Lives of Pacific Salmon

Alaska has five species of salmon and we all know that they fight valiantly to swim upstream from the ocean, even scaling waterfalls to reproduce at the very stream where they were hatched. But what about their journey downstream? Don't they face the same dangers? This exhibit traces the life of salmon, starting as eggs.

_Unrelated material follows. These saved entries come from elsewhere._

//! # Connection Registry
//!
//! Owns all per-client state. A client exists in exactly one place, this
//! registry, from WebSocket admission until cleanup; the HTTP surface, the
//! correlation layers, and the wake word consumer all reach client state
//! through it.
//!
//! ## Per-client resources:
//! - the outbound channel sink
//! - the conversation runner instance
//! - voice/text session flags and their streaming tasks
//! - the wake word detector and its consumer task
//!
//! Cleanup is idempotent and runs in a fixed order: mark the session
//! closed, stop the detector and its consumer, end active sessions, cancel
//! remaining tasks, cancel pending remote calls, then drop the entry. The
//! detector side goes down before the sessions so a detection landing
//! mid-teardown cannot restart a voice session. A second cleanup for the
//! same id is a no-op.

use serde_json::Value;
use std::collections::HashMap;
use std::sync::atomic::{AtomicBool, Ordering};
use std::sync::Arc;
use std::sync::Mutex as StdMutex;
use tokio::sync::{mpsc, Mutex, RwLock};
use tokio::task::JoinHandle;
use tokio_stream::wrappers::ReceiverStream;
use tokio_stream::StreamExt;
use tracing::{debug, error, info, warn};
use uuid::Uuid;

use crate::auth::UserContext;
use crate::comms::correlation::CorrelationBus;
use crate::comms::proxy::ToolProxy;
use crate::comms::CommandError;
use crate::config::WakeWordConfig;
use crate::protocol::OutboundMessage;
use crate::runner::{ConversationRunner, TextSessionType};
use crate::session::{router, send_envelope, ChannelSink};
use crate::wakeword::{WakeWordDetector, WakeWordOutput};

/// A background task slot with cancel-and-await semantics.
///
/// Replacing or cancelling always aborts the old task and, on the cancel
/// path, awaits its completion so no stale task keeps writing to the
/// channel after its successor starts.
pub struct TaskSlot {
    inner: Mutex<Option<JoinHandle<()>>>,
}

impl TaskSlot {
    pub fn new() -> Self {
        Self {
            inner: Mutex::new(None),
        }
    }

    pub async fn set(&self, handle: JoinHandle<()>) {
        if let Some(old) = self.inner.lock().await.replace(handle) {
            old.abort();
        }
    }

    /// Abort the held task and wait for it to finish.
    pub async fn cancel(&self) {
        let taken = self.inner.lock().await.take();
        if let Some(handle) = taken {
            handle.abort();
            let _ = handle.await;
        }
    }

    pub async fn is_empty(&self) -> bool {
        self.inner.lock().await.is_none()
    }
}

impl Default for TaskSlot {
    fn default() -> Self {
        Self::new()
    }
}

/// Everything the gateway holds for one connected client.
pub struct ClientSession {
    pub client_id: Uuid,
    pub channel: Arc<dyn ChannelSink>,
    pub user: UserContext,
    pub runner: Arc<dyn ConversationRunner>,
    pub detector: Arc<WakeWordDetector>,

    pub voice_active: AtomicBool,
    pub text_active: AtomicBool,
    pub text_session_type: StdMutex<Option<TextSessionType>>,

    /// Serializes voice start/stop transitions. The wake consumer, the
    /// receive loop, and cleanup all take this gate, so a start can never
    /// interleave with a teardown.
    pub voice_gate: Mutex<()>,
    closed: AtomicBool,

    pub voice_task: TaskSlot,
    pub text_task: TaskSlot,
    wake_task: TaskSlot,
    init_task: TaskSlot,
}

impl ClientSession {
    pub fn current_text_type(&self) -> Option<TextSessionType> {
        *self.text_session_type.lock().unwrap()
    }

    /// True once cleanup has begun. No new session may start after this.
    pub fn is_closed(&self) -> bool {
        self.closed.load(Ordering::SeqCst)
    }

    /// End the voice session if one is active. Safe to call when none is.
    pub async fn stop_voice(&self) {
        let _gate = self.voice_gate.lock().await;
        self.voice_task.cancel().await;
        if self.voice_active.swap(false, Ordering::SeqCst) {
            if let Err(err) = self.runner.end_voice_conversation().await {
                warn!(client_id = %self.client_id, "Error ending voice conversation: {}", err);
            }
            info!(client_id = %self.client_id, "Voice session ended");
        }
    }

    /// End the text session if one is active. Safe to call when none is.
    pub async fn stop_text(&self) {
        self.text_task.cancel().await;
        if self.text_active.swap(false, Ordering::SeqCst) {
            if let Err(err) = self.runner.end_text_conversation().await {
                warn!(client_id = %self.client_id, "Error ending text conversation: {}", err);
            }
            info!(client_id = %self.client_id, "Text session ended");
        }
        *self.text_session_type.lock().unwrap() = None;
    }
}

/// Live-connection counts reported by the health endpoint.
#[derive(Debug, serde::Serialize)]
pub struct RegistryStats {
    pub active_clients: usize,
    pub active_voice_sessions: usize,
    pub active_text_sessions: usize,
    pub active_wake_word_detectors: usize,
}

pub struct ConnectionRegistry {
    clients: RwLock<HashMap<Uuid, Arc<ClientSession>>>,
    pub correlation: Arc<CorrelationBus>,
    pub proxy: Arc<ToolProxy>,
    wake_config: WakeWordConfig,
}

impl ConnectionRegistry {
    pub fn new(
        correlation: Arc<CorrelationBus>,
        proxy: Arc<ToolProxy>,
        wake_config: WakeWordConfig,
    ) -> Self {
        Self {
            clients: RwLock::new(HashMap::new()),
            correlation,
            proxy,
            wake_config,
        }
    }

    /// Admit a connection: allocate an id, start the wake word detector and
    /// the runner warm-up, and make the client addressable.
    pub async fn register(
        self: &Arc<Self>,
        channel: Arc<dyn ChannelSink>,
        user: UserContext,
        runner: Arc<dyn ConversationRunner>,
    ) -> Uuid {
        let client_id = Uuid::new_v4();
        let detector = Arc::new(WakeWordDetector::new(self.wake_config.clone()));

        let session = Arc::new(ClientSession {
            client_id,
            channel: channel.clone(),
            user,
            runner: runner.clone(),
            detector: detector.clone(),
            voice_active: AtomicBool::new(false),
            text_active: AtomicBool::new(false),
            text_session_type: StdMutex::new(None),
            voice_gate: Mutex::new(()),
            closed: AtomicBool::new(false),
            voice_task: TaskSlot::new(),
            text_task: TaskSlot::new(),
            wake_task: TaskSlot::new(),
            init_task: TaskSlot::new(),
        });

        self.clients.write().await.insert(client_id, session.clone());
        info!(client_id = %client_id, username = %session.user.username, "Client registered");

        // Detection loop and its event consumer live and die together.
        let wake_handle = {
            let registry = self.clone();
            let detector = detector.clone();
            tokio::spawn(async move {
                let (event_tx, event_rx) = mpsc::channel(32);
                tokio::join!(
                    detector.run(event_tx),
                    consume_wake_events(registry, client_id, event_rx)
                );
            })
        };
        session.wake_task.set(wake_handle).await;

        // Warm the runner so the first session start is instant, then tell
        // the client the connection is ready to use.
        let init_handle = {
            let runner = runner.clone();
            let channel = channel.clone();
            tokio::spawn(async move {
                match runner.warm_up().await {
                    Ok(()) => {
                        debug!(client_id = %client_id, "Runner warm-up complete");
                        send_envelope(&channel, &OutboundMessage::Initialized);
                    }
                    Err(err) => {
                        error!(client_id = %client_id, "Runner warm-up failed: {}", err);
                        send_envelope(
                            &channel,
                            &OutboundMessage::error(format!("Initialization failed: {}", err)),
                        );
                    }
                }
            })
        };
        session.init_task.set(init_handle).await;

        client_id
    }

    pub async fn get(&self, client_id: Uuid) -> Option<Arc<ClientSession>> {
        self.clients.read().await.get(&client_id).cloned()
    }

    pub async fn channel_for(&self, client_id: Uuid) -> Option<Arc<dyn ChannelSink>> {
        self.clients
            .read()
            .await
            .get(&client_id)
            .map(|session| session.channel.clone())
    }

    /// Release every resource held for a client. Idempotent.
    pub async fn cleanup(&self, client_id: Uuid) {
        let session = match self.get(client_id).await {
            Some(session) => session,
            None => {
                // Already cleaned up; pending-call cancellation is a no-op.
                self.correlation.cancel_client(client_id);
                self.proxy.cancel_client(client_id);
                return;
            }
        };

        session.closed.store(true, Ordering::SeqCst);

        // The detector and its consumer go down before the sessions: a
        // detection that slips in mid-teardown must not restart one.
        session.detector.stop();
        session.wake_task.cancel().await;

        session.stop_voice().await;
        session.stop_text().await;
        session.init_task.cancel().await;

        self.correlation.cancel_client(client_id);
        self.proxy.cancel_client(client_id);

        self.clients.write().await.remove(&client_id);
        info!(client_id = %client_id, "Client cleaned up");
    }

    pub async fn stats(&self) -> RegistryStats {
        let clients = self.clients.read().await;
        RegistryStats {
            active_clients: clients.len(),
            active_voice_sessions: clients
                .values()
                .filter(|s| s.voice_active.load(Ordering::SeqCst))
                .count(),
            active_text_sessions: clients
                .values()
                .filter(|s| s.text_active.load(Ordering::SeqCst))
                .count(),
            active_wake_word_detectors: clients
                .values()
                .filter(|s| s.detector.is_running())
                .count(),
        }
    }

    /// Issue a correlated command to a client and await the response.
    pub async fn command(
        &self,
        client_id: Uuid,
        command_type: &str,
        action: &str,
        data: Value,
    ) -> Result<Value, CommandError> {
        let channel = self.channel_for(client_id).await;
        self.correlation
            .request(channel, client_id, command_type, action, data)
            .await
    }

    /// Issue a fire-and-forget command to a client.
    pub async fn notify_command(
        &self,
        client_id: Uuid,
        command_type: &str,
        action: &str,
        data: Value,
    ) -> Result<(), CommandError> {
        let channel = self.channel_for(client_id).await;
        self.correlation
            .notify(channel, client_id, command_type, action, data)
    }
}

/// Turn detection events into voice session starts. Status events are
/// score telemetry and are dropped here.
async fn consume_wake_events(
    registry: Arc<ConnectionRegistry>,
    client_id: Uuid,
    event_rx: mpsc::Receiver<WakeWordOutput>,
) {
    let mut events = ReceiverStream::new(event_rx);
    while let Some(event) = events.next().await {
        match event {
            WakeWordOutput::Detected {
                wake_word,
                confidence,
                ..
            } => {
                info!(
                    client_id = %client_id,
                    wake_word = %wake_word,
                    confidence,
                    "Wake word detected, starting voice session"
                );
                router::handle_wake_detection(&registry, client_id).await;
            }
            WakeWordOutput::Status { .. } => {}
        }
    }
}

Their nest (or "redd") can be up to 18 inches deep and contain up to 8,000 eggs. The water's temperature, level of oxygen, and speed can affect those eggs' development (as can predators like raccoons, bears, birds, and crawfish). The eggs will incubate for up to 50 days, when the babies (known as "alevin") will emerge. Too weak to brave the currents, alevin must hide for several weeks in the gravel beds as they continue to grow, taking nourishment from the yolk sac that is still attached to them. They're now known as "fry," they're still only about one inch long. Chum and Pink fry will immediately begin to journey downstream to the ocean, slowly maturing along the way. Chinook will remain in the stream for six months or so, while Coho wait a year before making the journey. And sockeye will stay in the stream for one to three years before heading to sea. As the fry grow and make their way downstream into the coastal areas called estuaries, where the freshwater and saltwater mix, they become known as "smolt." But at their current size they're easy prey, and the mortality rate for this stage of a salmon's life is extremely high. When their bodies have fully adapted to living in saltwater, the salmon head out into the open ocean, where they will spend the next one to six years feeding on small bait fish and traveling thousands of miles away, until nature signals to them to return to their birth stream.

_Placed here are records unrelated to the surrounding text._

use crate::state::AppState;
use actix_web::{web, HttpResponse};
use serde_json::json;

pub async fn server_info(state: web::Data<AppState>) -> HttpResponse {
    let config = state.get_config();

    HttpResponse::Ok().json(json!({
        "service": "voice-agent-gateway",
        "version": env!("CARGO_PKG_VERSION"),
        "status": "running",
        "websocket": "/ws",
        "host": config.server.host,
        "port": config.server.port
    }))
}

pub async fn health_check(state: web::Data<AppState>) -> HttpResponse {
    let metrics = state.get_metrics_snapshot();
    let config = state.get_config();
    let uptime_seconds = state.get_uptime_seconds();
    let sessions = state.registry.stats().await;

    HttpResponse::Ok().json(json!({
        "status": "healthy",
        "timestamp": chrono::Utc::now().to_rfc3339(),
        "uptime_seconds": uptime_seconds,
        "service": {
            "name": "voice-agent-gateway",
            "version": env!("CARGO_PKG_VERSION"),
            "host": config.server.host,
            "port": config.server.port
        },
        "metrics": {
            "total_requests": metrics.request_count,
            "total_errors": metrics.error_count,
            "error_rate": if metrics.request_count > 0 {
                metrics.error_count as f64 / metrics.request_count as f64
            } else {
                0.0
            }
        },
        "sessions": {
            "active_clients": sessions.active_clients,
            "active_voice_sessions": sessions.active_voice_sessions,
            "active_text_sessions": sessions.active_text_sessions,
            "active_wake_word_detectors": sessions.active_wake_word_detectors
        },
        "memory": get_memory_info()
    }))
}

pub async fn detailed_metrics(state: web::Data<AppState>) -> HttpResponse {
    let metrics = state.get_metrics_snapshot();
    let uptime_seconds = state.get_uptime_seconds();
    let sessions = state.registry.stats().await;

    let mut endpoint_stats = Vec::new();
    for (endpoint, metric) in metrics.endpoint_metrics.iter() {
        endpoint_stats.push(json!({
            "endpoint": endpoint,
            "request_count": metric.request_count,
            "error_count": metric.error_count,
            "error_rate": metric.error_rate(),
            "average_duration_ms": metric.average_duration_ms(),
            "total_duration_ms": metric.total_duration_ms
        }));
    }

    HttpResponse::Ok().json(json!({
        "timestamp": chrono::Utc::now().to_rfc3339(),
        "uptime_seconds": uptime_seconds,
        "overall": {
            "total_requests": metrics.request_count,
            "total_errors": metrics.error_count,
            "error_rate": if metrics.request_count > 0 {
                metrics.error_count as f64 / metrics.request_count as f64
            } else {
                0.0
            },
            "requests_per_second": if uptime_seconds > 0 {
                metrics.request_count as f64 / uptime_seconds as f64
            } else {
                0.0
            }
        },
        "sessions": sessions,
        "endpoints": endpoint_stats,
        "memory": get_memory_info()
    }))
}

fn get_memory_info() -> serde_json::Value {
    #[cfg(target_os = "linux")]
    {
        let pid = std::process::id();
        if let Ok(status) = std::fs::read_to_string(format!("/proc/{}/status", pid)) {
            let mut vm_rss = 0;
            let mut vm_size = 0;

            for line in status.lines() {
                if line.starts_with("VmRSS:") {
                    if let Some(kb_str) = line.split_whitespace().nth(1) {
                        vm_rss = kb_str.parse::<u64>().unwrap_or(0) * 1024;
                    }
                } else if line.starts_with("VmSize:") {
                    if let Some(kb_str) = line.split_whitespace().nth(1) {
                        vm_size = kb_str.parse::<u64>().unwrap_or(0) * 1024;
                    }
                }
            }

            return json!({
                "resident_memory_bytes": vm_rss,
                "virtual_memory_bytes": vm_size,
                "available": true
            });
        }
    }

    json!({
        "resident_memory_bytes": 0,
        "virtual_memory_bytes": 0,
        "available": false
    })
}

By the way, the best way to remember Alaskan salmon is to look at your hand: your thumb stands for Chum (Oncorhynchus keta) also known as Dog or Calico salmon; your pointer finger could "sock" someone in the "eye," standing for Sockeye (Oncorhynchus nerka) or Red salmon; like your middle finger, Chinook or King salmon (Oncorhynchus tshawytscha) is the largest; the ring finger can be adorned with a silver ring, like the Coho (Oncorhynchus kisutch) or Silver salmon; and the pinky is the Pink salmon (Oncorhynchus gorbuscha) or Humpies.